Identification of Plexin D1 on circulating extracellular vesicles as a potential biomarker of polymyositis and dermatomyositis.

OBJECTIVES We aimed to identify disease-specific surface proteins on extracellular vesicles (EVs) as novel serum biomarkers of polymyositis and dermatomyositis (PM/DM). METHODS We performed liquid chromatography-tandem mass spectrometry (LC/MS) on purified EVs from sera of 10 PM/DM, 23 patients with other autoimmune diseases and 10 healthy controls (HC). We identified membrane proteins preferentially present in EVs of PM/DM patients by bioinformatics and biostatistical analyses. We developed EV sandwich ELISA for directly detecting serum EVs expressing disease-specific membrane proteins and evaluated their clinical utility using sera of 54 PM/DM, 24 rheumatoid arthritis (RA), 20 systemic lupus erythematosus (SLE), 13 systemic sclerosis, 25 Duchenne and Becker muscular dystrophy (DMD/BMD) patients, and 36 HC. RESULTS LC/MS analysis identified 1,220 proteins in serum EVs.

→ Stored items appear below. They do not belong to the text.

/// Structured error codes carried by [`SendResult::error`].
pub mod error_codes {
    /// HTTP 400: the request body had no prompt
    pub const MISSING_PROMPT: &str = "MISSING_PROMPT";
    /// HTTP 503: no workspace open in the editor
    pub const NO_WORKSPACE: &str = "NO_WORKSPACE";
    /// HTTP 503: extension up but unable to accept work
    pub const SERVICE_UNAVAILABLE: &str = "SERVICE_UNAVAILABLE";
    /// Any other non-2xx response
    pub const REQUEST_FAILED: &str = "REQUEST_FAILED";
    /// Client-side timeout hit before the server answered
    pub const TIMEOUT: &str = "TIMEOUT";
    /// Could not reach the extension at all
    pub const CONNECTION_ERROR: &str = "CONNECTION_ERROR";
    /// Response arrived but could not be understood
    pub const UNKNOWN_ERROR: &str = "UNKNOWN_ERROR";
}

/// Server-side operations accepted by the legacy generic envelope.
#[derive(Debug, Clone, Copy, PartialEq, Eq, Serialize, Deserialize)]
#[serde(rename_all = "snake_case")]
pub enum WebhookAction {
    ExecuteTask,
    CopilotChat,
    CreateFile,
    ModifyFile,
    RunCommand,
    QueryWorkspace,
}

/// Legacy generic request envelope for discrete actions.
#[derive(Debug, Clone, Serialize)]
pub struct WebhookPayload {
    pub action: WebhookAction,
    #[serde(skip_serializing_if = "Option::is_none")]
    pub task: Option<String>,
    #[serde(skip_serializing_if = "Option::is_none")]
    pub prompt: Option<String>,
    #[serde(rename = "filePath", skip_serializing_if = "Option::is_none")]
    pub file_path: Option<String>,
    #[serde(skip_serializing_if = "Option::is_none")]
    pub content: Option<String>,
    #[serde(skip_serializing_if = "Option::is_none")]
    pub command: Option<String>,
    #[serde(skip_serializing_if = "Option::is_none")]
    pub query: Option<String>,
}

impl WebhookPayload {
    pub fn new(action: WebhookAction) -> Self {
        Self {
            action,
            task: None,
            prompt: None,
            file_path: None,
            content: None,
            command: None,
            query: None,
        }
    }

    pub fn with_prompt(mut self, prompt: impl Into<String>) -> Self {
        self.prompt = Some(prompt.into());
        self
    }

    pub fn with_task(mut self, task: impl Into<String>) -> Self {
        self.task = Some(task.into());
        self
    }

    pub fn with_command(mut self, command: impl Into<String>) -> Self {
        self.command = Some(command.into());
        self
    }

    pub fn with_file_path(mut self, file_path: impl Into<String>) -> Self {
        self.file_path = Some(file_path.into());
        self
    }

    pub fn with_content(mut self, content: impl Into<String>) -> Self {
        self.content = Some(content.into());
        self
    }

    pub fn with_query(mut self, query: impl Into<String>) -> Self {
        self.query = Some(query.into());
        self
    }
}

/// Prompt submission body for the primary path.
#[derive(Debug, Clone, Serialize)]
pub struct PromptRequest<'a> {
    pub prompt: &'a str,
    #[serde(skip_serializing_if = "Option::is_none")]
    pub context: Option<&'a str>,
}

/// Where a queued request currently sits.
#[derive(Debug, Clone, Copy, PartialEq, Eq, Serialize, Deserialize)]
#[serde(rename_all = "lowercase")]
pub enum RequestPhase {
    Queued,
    Processing,
}

#[derive(Debug, Clone, Deserialize)]
pub struct QueuePlacement {
    pub position: u32,
}

/// Raw response body from the webhook endpoint.
#[derive(Debug, Clone, Deserialize)]
pub struct WebhookResponse {
    #[serde(default)]
    pub success: bool,
    #[serde(default)]
    pub message: Option<String>,
    #[serde(rename = "requestId", default)]
    pub request_id: Option<String>,
    #[serde(default)]
    pub status: Option<RequestPhase>,
    #[serde(default)]
    pub queue: Option<QueuePlacement>,
    #[serde(default)]
    pub error: Option<String>,
    #[serde(default)]
    pub suggestions: Option<Vec<String>>,
    #[serde(default)]
    pub action_required: Option<String>,
}

/// Normalized outcome of any submission. Exactly one terminal class per
/// request: success, structured failure, or transport failure/timeout.
#[derive(Debug, Clone)]
pub struct SendResult {
    pub success: bool,
    pub message: Option<String>,
    pub request_id: Option<String>,
    pub status: Option<RequestPhase>,
    pub queue_position: Option<u32>,
    /// Structured code from [`error_codes`] when `success` is false
    pub error: Option<String>,
    /// Server-supplied remediation hints, preserved verbatim
    pub suggestions: Vec<String>,
    pub action_required: Option<String>,
}

impl SendResult {
    pub fn from_response(response: WebhookResponse) -> Self {
        let queue_position = response.queue.as_ref().map(|q| q.position);
        Self {
            success: response.success,
            message: response.message,
            request_id: response.request_id,
            status: response.status,
            queue_position,
            error: response.error,
            suggestions: response.suggestions.unwrap_or_default(),
            action_required: response.action_required,
        }
    }

    pub fn failure(code: &str, message: impl Into<String>) -> Self {
        Self {
            success: false,
            message: Some(message.into()),
            request_id: None,
            status: None,
            queue_position: None,
            error: Some(code.to_string()),
            suggestions: Vec::new(),
            action_required: None,
        }
    }

    pub fn timeout(timeout: Duration) -> Self {
        Self::failure(
            error_codes::TIMEOUT,
            format!("Request timed out after {}s", timeout.as_secs()),
        )
    }

    pub fn connection_error(detail: impl Into<String>) -> Self {
        Self::failure(error_codes::CONNECTION_ERROR, detail)
    }

    /// Whether the request was accepted but parked behind other work.
    pub fn is_queued(&self) -> bool {
        self.status == Some(RequestPhase::Queued) || self.queue_position.is_some()
    }
}
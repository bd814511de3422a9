//! Color theme for the TUI - using ANSI colors for better terminal compatibility

use ratatui::style::{Color, Modifier, Style};

/// Theme using ANSI colors that work well across terminal themes
pub struct Theme;

impl Theme {
    pub const CYAN: Color = Color::Cyan;
    pub const GREEN: Color = Color::Green;
    pub const YELLOW: Color = Color::Yellow;
    pub const RED: Color = Color::Red;
    pub const MAGENTA: Color = Color::Magenta;
    pub const DARK_GRAY: Color = Color::DarkGray;

    // Semantic styles
    pub fn title() -> Style {
        Style::default()
            .fg(Self::CYAN)
            .add_modifier(Modifier::BOLD)
    }

    pub fn text() -> Style {
        Style::default()
    }

    pub fn dim() -> Style {
        Style::default().add_modifier(Modifier::DIM)
    }

    pub fn success() -> Style {
        Style::default().fg(Self::GREEN)
    }

    pub fn warning() -> Style {
        Style::default().fg(Self::YELLOW)
    }

    pub fn error() -> Style {
        Style::default().fg(Self::RED)
    }

    pub fn muted() -> Style {
        Style::default().fg(Self::DARK_GRAY)
    }

    pub fn border() -> Style {
        Style::default().fg(Self::DARK_GRAY)
    }

    pub fn border_focused() -> Style {
        Style::default().fg(Self::CYAN)
    }

    pub fn selected() -> Style {
        Style::default()
            .fg(Self::CYAN)
            .add_modifier(Modifier::BOLD | Modifier::REVERSED)
    }

    // Badge styles
    pub fn managed_badge() -> Style {
        Style::default()
            .bg(Self::GREEN)
            .fg(Color::Black)
            .add_modifier(Modifier::BOLD)
    }

    pub fn ambient_badge() -> Style {
        Style::default()
            .bg(Self::DARK_GRAY)
            .fg(Color::Black)
            .add_modifier(Modifier::BOLD)
    }

    // Connection indicators
    pub fn connected() -> Style {
        Style::default()
            .fg(Self::GREEN)
            .add_modifier(Modifier::BOLD)
    }

    pub fn connecting() -> Style {
        Style::default().fg(Self::YELLOW)
    }

    pub fn disconnected() -> Style {
        Style::default().fg(Self::RED)
    }

    // Key hints
    pub fn key() -> Style {
        Style::default()
            .fg(Self::CYAN)
            .add_modifier(Modifier::BOLD)
    }

    pub fn key_desc() -> Style {
        Style::default().fg(Self::DARK_GRAY)
    }
}
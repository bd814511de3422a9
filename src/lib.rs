//! Deskhook - developer console companion
//!
//! A CLI companion for a local editor-assistant extension that:
//! - Relays prompts and console context over the extension's HTTP webhook
//! - Keeps a persisted history of every outgoing request
//! - Streams terminal output from the extension over WebSocket
//!
//! When delivery is impossible, the composed prompt is copied to the system
//! clipboard so nothing is lost.

pub mod clipboard;
pub mod config;
pub mod dispatch;
pub mod terminal;
pub mod tracker;
pub mod tui;
pub mod webhook;

pub use dispatch::{DeliveryOutcome, Dispatcher};
pub use tracker::{ActionSource, ActionStatus, ActionStore, CodeAction};
pub use webhook::WebhookClient;

use std::path::PathBuf;
use std::time::Duration;

/// Configuration for Deskhook
#[derive(Debug, Clone)]
pub struct DeskhookConfig {
    /// Deskhook home directory (config file, action history)
    pub home: PathBuf,

    /// Webhook endpoint of the editor extension
    pub webhook_url: String,

    /// WebSocket endpoint of the terminal stream
    pub terminal_ws_url: String,

    /// Timeout for prompt/action submissions
    pub request_timeout: Duration,

    /// Timeout for health/queue/status probes
    pub probe_timeout: Duration,

    /// Inactivity window after which a "busy" chat is treated as stuck
    pub stuck_threshold: Duration,

    /// Maximum number of actions kept in the history store
    pub history_capacity: usize,

    /// Maximum buffered output lines per terminal
    pub max_lines_per_terminal: usize,

    /// Whether the terminal stream reconnects after abnormal closure
    pub auto_reconnect: bool,
}

impl DeskhookConfig {
    pub const DEFAULT_WEBHOOK_URL: &'static str = "http://localhost:9090/webhook";
    pub const DEFAULT_TERMINAL_WS_URL: &'static str = "ws://localhost:9091";

    pub fn new(home: PathBuf) -> Self {
        Self {
            home,
            webhook_url: Self::DEFAULT_WEBHOOK_URL.to_string(),
            terminal_ws_url: Self::DEFAULT_TERMINAL_WS_URL.to_string(),
            request_timeout: Duration::from_secs(10),
            probe_timeout: Duration::from_secs(3),
            stuck_threshold: Duration::from_secs(60),
            history_capacity: 50,
            max_lines_per_terminal: 1000,
            auto_reconnect: true,
        }
    }

    pub fn with_webhook_url(mut self, url: impl Into<String>) -> Self {
        self.webhook_url = url.into();
        self
    }

    pub fn with_terminal_ws_url(mut self, url: impl Into<String>) -> Self {
        self.terminal_ws_url = url.into();
        self
    }

    pub fn with_request_timeout(mut self, timeout: Duration) -> Self {
        self.request_timeout = timeout;
        self
    }

    pub fn with_stuck_threshold(mut self, threshold: Duration) -> Self {
        self.stuck_threshold = threshold;
        self
    }

    pub fn with_history_capacity(mut self, capacity: usize) -> Self {
        self.history_capacity = capacity;
        self
    }

    /// Path of the persisted action history blob.
    pub fn history_file(&self) -> PathBuf {
        self.home.join(format!("{}.json", tracker::STORAGE_KEY))
    }

    /// Path of the config file.
    pub fn config_file(&self) -> PathBuf {
        self.home.join("config.toml")
    }
}

/// Result type for Deskhook operations
pub type Result<T> = std::result::Result<T, DeskhookError>;

/// Errors that can occur in Deskhook
#[derive(Debug, thiserror::Error)]
pub enum DeskhookError {
    #[error("Config error: {0}")]
    Config(String),

    #[error("Clipboard error: {0}")]
    Clipboard(String),

    #[error("Terminal stream error: {0}")]
    Stream(String),

    #[error("IO error: {0}")]
    Io(#[from] std::io::Error),

    #[error("JSON error: {0}")]
    Json(#[from] serde_json::Error),
}
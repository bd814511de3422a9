//! Terminal streaming from the editor extension.
//!
//! A single WebSocket connection multiplexes output from every terminal the
//! extension knows about. [`stream`] maintains the connection (with
//! reconnect-on-abnormal-close), [`protocol`] defines the wire messages, and
//! [`buffer`] keeps a bounded per-terminal scrollback independent of the
//! connection lifecycle.

pub mod buffer;
pub mod protocol;
pub mod stream;

pub use buffer::{TerminalBuffers, TerminalOutputLine, TerminalState};
pub use protocol::{terminal_kind, ClientMessage, ServerMessage, TerminalInfo, TerminalKind};
pub use stream::{
    should_reconnect, ConnectionState, ReconnectPolicy, StreamEvent, StreamHandle, TerminalStream,
};
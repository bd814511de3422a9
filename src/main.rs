//! Deskhook CLI
//!
//! Relay prompts to the local editor-assistant extension, inspect the
//! request queue, and watch terminal output streams.

use anyhow::Context;
use clap::{Parser, Subcommand, ValueEnum};
use deskhook::dispatch::{Dispatcher, PromptSubmission};
use deskhook::terminal::{StreamEvent, TerminalStream};
use deskhook::tracker::{ActionSource, ActionStore};
use deskhook::tui::WatchApp;
use deskhook::webhook::{PollOptions, SendResult, StatusProbe, WebhookClient};
use deskhook::{config, DeliveryOutcome, DeskhookConfig};
use std::io::Read;
use std::path::PathBuf;
use std::sync::Arc;
use tokio::sync::RwLock;
use tracing_subscriber::EnvFilter;

/// Deskhook - developer console companion for the editor extension
#[derive(Parser, Debug)]
#[command(name = "deskhook")]
#[command(author, version, about, long_about = None)]
struct Cli {
    /// Deskhook home directory (default: $DESKHOOK_HOME or ~/.deskhook)
    #[arg(long)]
    home: Option<PathBuf>,

    /// Override the webhook endpoint
    #[arg(long)]
    webhook_url: Option<String>,

    /// Verbose output
    #[arg(short, long)]
    verbose: bool,

    #[command(subcommand)]
    command: Command,
}

#[derive(Subcommand, Debug)]
enum Command {
    /// Send a prompt to the assistant (reads stdin when no prompt is given)
    Send {
        /// Prompt text
        #[arg(trailing_var_arg = true)]
        prompt: Vec<String>,

        /// Context file to attach ("-" for stdin)
        #[arg(long)]
        context: Option<PathBuf>,

        /// Where this prompt originated
        #[arg(long, value_enum, default_value_t = SourceArg::Manual)]
        source: SourceArg,

        /// Action type label recorded in the history
        #[arg(long, default_value = "prompt")]
        action_type: String,

        /// Follow the request until the extension finishes processing it
        #[arg(long)]
        wait: bool,
    },

    /// Show extension health and readiness
    Health,

    /// Show the extension's work queue
    Queue,

    /// Probe the status of a submitted request
    Status {
        request_id: String,

        /// Poll until the request completes or fails
        #[arg(long)]
        wait: bool,
    },

    /// Send a discrete action through the generic envelope
    Action {
        #[command(subcommand)]
        command: ActionCommand,
    },

    /// Connectivity test against the extension
    Test,

    /// Inspect and manage the action history
    History {
        #[command(subcommand)]
        command: HistoryCommand,
    },

    /// Watch terminal output streams
    Watch {
        /// Plain line output instead of the TUI
        #[arg(long)]
        plain: bool,
    },
}
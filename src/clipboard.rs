//! Clipboard helper for the delivery fallback.

use crate::{DeskhookError, Result};

/// Copy `text` to the system clipboard.
///
/// This is the universal recovery path: whenever the extension cannot take a
/// prompt, the composed text lands here so nothing the user wrote is lost.
pub fn copy_to_clipboard(text: &str) -> Result<()> {
    let mut cb = arboard::Clipboard::new()
        .map_err(|e| DeskhookError::Clipboard(format!("clipboard unavailable: {e}")))?;

    cb.set_text(text.to_string())
        .map_err(|e| DeskhookError::Clipboard(format!("could not write clipboard: {e}")))
}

Of these, Plexin D1 was enriched in those from PM/DM patients relative to HC or patients without PM/DM. Using a specific EV sandwich ELISA, we found that levels of Plexin D1-positive EVs (Plexin D1+ EVs) in serum were significantly greater in PM/DM patients than in HC, RA or SLE, or DMD/BMD patients. Serum levels of Plexin D1+ EVs were greater in those PM/DM patients with muscle pain or weakness. Serum levels of Plexin D1+ EVs were significantly correlated with levels of aldolase (rs=0.481), white blood cells (rs=0.381), neutrophils (rs=0.450), and platelets (rs=0.408) in PM/DM patients. Finally, serum levels of Plexin D1+ EVs decreased significantly in patients with PM/DM in clinical remission after treatment. CONCLUSION We have identified levels of circulating Plexin D1+ EVs as a novel serum biomarker for PM/DM.